The data shown below should all be retyped exactly.

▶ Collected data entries
# # # # #
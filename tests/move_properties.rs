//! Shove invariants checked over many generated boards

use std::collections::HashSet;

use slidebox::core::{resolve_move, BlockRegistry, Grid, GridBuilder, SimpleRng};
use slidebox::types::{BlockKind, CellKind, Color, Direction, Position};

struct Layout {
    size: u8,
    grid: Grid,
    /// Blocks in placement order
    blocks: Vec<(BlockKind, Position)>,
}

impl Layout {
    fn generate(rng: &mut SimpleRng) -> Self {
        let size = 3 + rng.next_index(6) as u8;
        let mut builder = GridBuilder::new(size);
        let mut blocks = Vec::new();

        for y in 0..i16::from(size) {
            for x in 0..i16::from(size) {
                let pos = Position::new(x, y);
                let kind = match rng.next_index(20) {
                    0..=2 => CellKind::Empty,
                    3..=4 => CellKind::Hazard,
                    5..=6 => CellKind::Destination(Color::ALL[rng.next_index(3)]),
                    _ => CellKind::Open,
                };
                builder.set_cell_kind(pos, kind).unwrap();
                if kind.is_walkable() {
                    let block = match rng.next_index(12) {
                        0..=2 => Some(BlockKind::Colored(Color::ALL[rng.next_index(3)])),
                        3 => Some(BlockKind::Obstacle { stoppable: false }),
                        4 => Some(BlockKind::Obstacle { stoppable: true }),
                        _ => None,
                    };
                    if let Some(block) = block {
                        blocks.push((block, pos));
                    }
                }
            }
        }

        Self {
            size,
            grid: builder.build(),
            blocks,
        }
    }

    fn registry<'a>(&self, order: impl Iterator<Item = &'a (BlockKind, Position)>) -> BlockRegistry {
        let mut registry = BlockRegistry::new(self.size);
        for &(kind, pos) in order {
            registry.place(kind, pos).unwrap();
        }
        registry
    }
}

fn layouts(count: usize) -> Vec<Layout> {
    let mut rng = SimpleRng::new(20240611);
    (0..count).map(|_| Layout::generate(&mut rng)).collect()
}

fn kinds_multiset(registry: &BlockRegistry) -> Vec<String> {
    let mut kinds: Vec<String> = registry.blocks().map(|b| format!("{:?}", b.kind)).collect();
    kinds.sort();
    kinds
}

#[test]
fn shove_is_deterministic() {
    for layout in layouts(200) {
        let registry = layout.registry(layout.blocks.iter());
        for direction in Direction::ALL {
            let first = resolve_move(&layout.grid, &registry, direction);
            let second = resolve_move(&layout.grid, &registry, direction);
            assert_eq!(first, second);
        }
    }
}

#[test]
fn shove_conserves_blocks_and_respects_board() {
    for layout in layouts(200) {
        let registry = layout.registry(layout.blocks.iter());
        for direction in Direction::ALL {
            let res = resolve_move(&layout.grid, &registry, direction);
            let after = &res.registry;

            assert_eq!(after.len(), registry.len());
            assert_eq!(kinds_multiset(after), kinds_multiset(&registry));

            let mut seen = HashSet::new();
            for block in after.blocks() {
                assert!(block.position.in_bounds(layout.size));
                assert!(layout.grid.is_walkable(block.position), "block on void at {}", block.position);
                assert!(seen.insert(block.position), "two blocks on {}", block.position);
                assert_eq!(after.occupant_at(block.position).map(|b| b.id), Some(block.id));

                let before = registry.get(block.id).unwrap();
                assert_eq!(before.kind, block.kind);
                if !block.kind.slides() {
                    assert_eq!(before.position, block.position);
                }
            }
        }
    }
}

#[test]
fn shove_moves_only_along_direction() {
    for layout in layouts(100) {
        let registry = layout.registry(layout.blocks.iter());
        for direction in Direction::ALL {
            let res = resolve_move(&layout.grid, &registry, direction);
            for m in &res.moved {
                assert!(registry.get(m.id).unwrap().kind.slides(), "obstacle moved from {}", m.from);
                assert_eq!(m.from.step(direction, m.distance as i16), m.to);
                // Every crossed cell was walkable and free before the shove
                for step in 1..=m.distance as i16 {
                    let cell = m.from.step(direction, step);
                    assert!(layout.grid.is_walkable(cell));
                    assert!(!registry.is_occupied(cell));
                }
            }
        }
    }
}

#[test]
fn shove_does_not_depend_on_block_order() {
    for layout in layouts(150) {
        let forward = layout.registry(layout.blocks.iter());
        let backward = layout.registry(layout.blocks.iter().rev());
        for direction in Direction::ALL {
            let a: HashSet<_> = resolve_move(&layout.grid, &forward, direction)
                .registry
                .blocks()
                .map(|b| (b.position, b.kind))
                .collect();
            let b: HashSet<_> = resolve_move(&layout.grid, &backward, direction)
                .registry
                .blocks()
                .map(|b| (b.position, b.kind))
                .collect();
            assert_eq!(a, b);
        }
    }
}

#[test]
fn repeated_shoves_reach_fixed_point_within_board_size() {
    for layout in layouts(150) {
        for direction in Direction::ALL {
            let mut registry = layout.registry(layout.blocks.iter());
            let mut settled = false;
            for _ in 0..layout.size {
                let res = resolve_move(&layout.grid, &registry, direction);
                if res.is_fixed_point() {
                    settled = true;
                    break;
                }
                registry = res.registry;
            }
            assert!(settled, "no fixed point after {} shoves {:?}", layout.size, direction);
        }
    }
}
# # # # #
▶ FINISHED TASK
filename tests/move_properties.rs
//! Shove invariants checked over many generated boards

use std::collections::HashSet;

use slidebox::core::{resolve_move, BlockRegistry, Grid, GridBuilder, SimpleRng};
use slidebox::types::{BlockKind, CellKind, Color, Direction, Position};

struct Layout {
    size: u8,
    grid: Grid,
    /// Blocks in placement order
    blocks: Vec<(BlockKind, Position)>,
}

impl Layout {
    fn generate(rng: &mut SimpleRng) -> Self {
        let size = 3 + rng.next_index(6) as u8;
        let mut builder = GridBuilder::new(size);
        let mut blocks = Vec::new();

        for y in 0..i16::from(size) {
            for x in 0..i16::from(size) {
                let pos = Position::new(x, y);
                let kind = match rng.next_index(20) {
                    0..=2 => CellKind::Empty,
                    3..=4 => CellKind::Hazard,
                    5..=6 => CellKind::Destination(Color::ALL[rng.next_index(3)]),
                    _ => CellKind::Open,
                };
                builder.set_cell_kind(pos, kind).unwrap();
                if kind.is_walkable() {
                    let block = match rng.next_index(12) {
                        0..=2 => Some(BlockKind::Colored(Color::ALL[rng.next_index(3)])),
                        3 => Some(BlockKind::Obstacle { stoppable: false }),
                        4 => Some(BlockKind::Obstacle { stoppable: true }),
                        _ => None,
                    };
                    if let Some(block) = block {
                        blocks.push((block, pos));
                    }
                }
            }
        }

        Self {
            size,
            grid: builder.build(),
            blocks,
        }
    }

    fn registry<'a>(&self, order: impl Iterator<Item = &'a (BlockKind, Position)>) -> BlockRegistry {
        let mut registry = BlockRegistry::new(self.size);
        for &(kind, pos) in order {
            registry.place(kind, pos).unwrap();
        }
        registry
    }
}

fn layouts(count: usize) -> Vec<Layout> {
    let mut rng = SimpleRng::new(20240611);
    (0..count).map(|_| Layout::generate(&mut rng)).collect()
}

fn kinds_multiset(registry: &BlockRegistry) -> Vec<String> {
    let mut kinds: Vec<String> = registry.blocks().map(|b| format!("{:?}", b.kind)).collect();
    kinds.sort();
    kinds
}

#[test]
fn shove_is_deterministic() {
    for layout in layouts(200) {
        let registry = layout.registry(layout.blocks.iter());
        for direction in Direction::ALL {
            let first = resolve_move(&layout.grid, &registry, direction);
            let second = resolve_move(&layout.grid, &registry, direction);
            assert_eq!(first, second);
        }
    }
}

#[test]
fn shove_conserves_blocks_and_respects_board() {
    for layout in layouts(200) {
        let registry = layout.registry(layout.blocks.iter());
        for direction in Direction::ALL {
            let res = resolve_move(&layout.grid, &registry, direction);
            let after = &res.registry;

            assert_eq!(after.len(), registry.len());
            assert_eq!(kinds_multiset(after), kinds_multiset(&registry));

            let mut seen = HashSet::new();
            for block in after.blocks() {
                assert!(block.position.in_bounds(layout.size));
                assert!(layout.grid.is_walkable(block.position), "block on void at {}", block.position);
                assert!(seen.insert(block.position), "two blocks on {}", block.position);
                assert_eq!(after.occupant_at(block.position).map(|b| b.id), Some(block.id));

                let before = registry.get(block.id).unwrap();
                assert_eq!(before.kind, block.kind);
                if !block.kind.slides() {
                    assert_eq!(before.position, block.position);
                }
            }
        }
    }
}

#[test]
fn shove_moves_only_along_direction() {
    for layout in layouts(100) {
        let registry = layout.registry(layout.blocks.iter());
        for direction in Direction::ALL {
            let res = resolve_move(&layout.grid, &registry, direction);
            for m in &res.moved {
                assert!(registry.get(m.id).unwrap().kind.slides(), "obstacle moved from {}", m.from);
                assert_eq!(m.from.step(direction, m.distance as i16), m.to);
                // Every crossed cell was walkable and free before the shove
                for step in 1..=m.distance as i16 {
                    let cell = m.from.step(direction, step);
                    assert!(layout.grid.is_walkable(cell));
                    assert!(!registry.is_occupied(cell));
                }
            }
        }
    }
}

#[test]
fn shove_does_not_depend_on_block_order() {
    for layout in layouts(150) {
        let forward = layout.registry(layout.blocks.iter());
        let backward = layout.registry(layout.blocks.iter().rev());
        for direction in Direction::ALL {
            let a: HashSet<_> = resolve_move(&layout.grid, &forward, direction)
                .registry
                .blocks()
                .map(|b| (b.position, b.kind))
                .collect();
            let b: HashSet<_> = resolve_move(&layout.grid, &backward, direction)
                .registry
                .blocks()
                .map(|b| (b.position, b.kind))
                .collect();
            assert_eq!(a, b);
        }
    }
}

#[test]
fn repeated_shoves_reach_fixed_point_within_board_size() {
    for layout in layouts(150) {
        for direction in Direction::ALL {
            let mut registry = layout.registry(layout.blocks.iter());
            let mut settled = false;
            for _ in 0..layout.size {
                let res = resolve_move(&layout.grid, &registry, direction);
                if res.is_fixed_point() {
                    settled = true;
                    break;
                }
                registry = res.registry;
            }
            assert!(settled, "no fixed point after {} shoves {:?}", layout.size, direction);
        }
    }
}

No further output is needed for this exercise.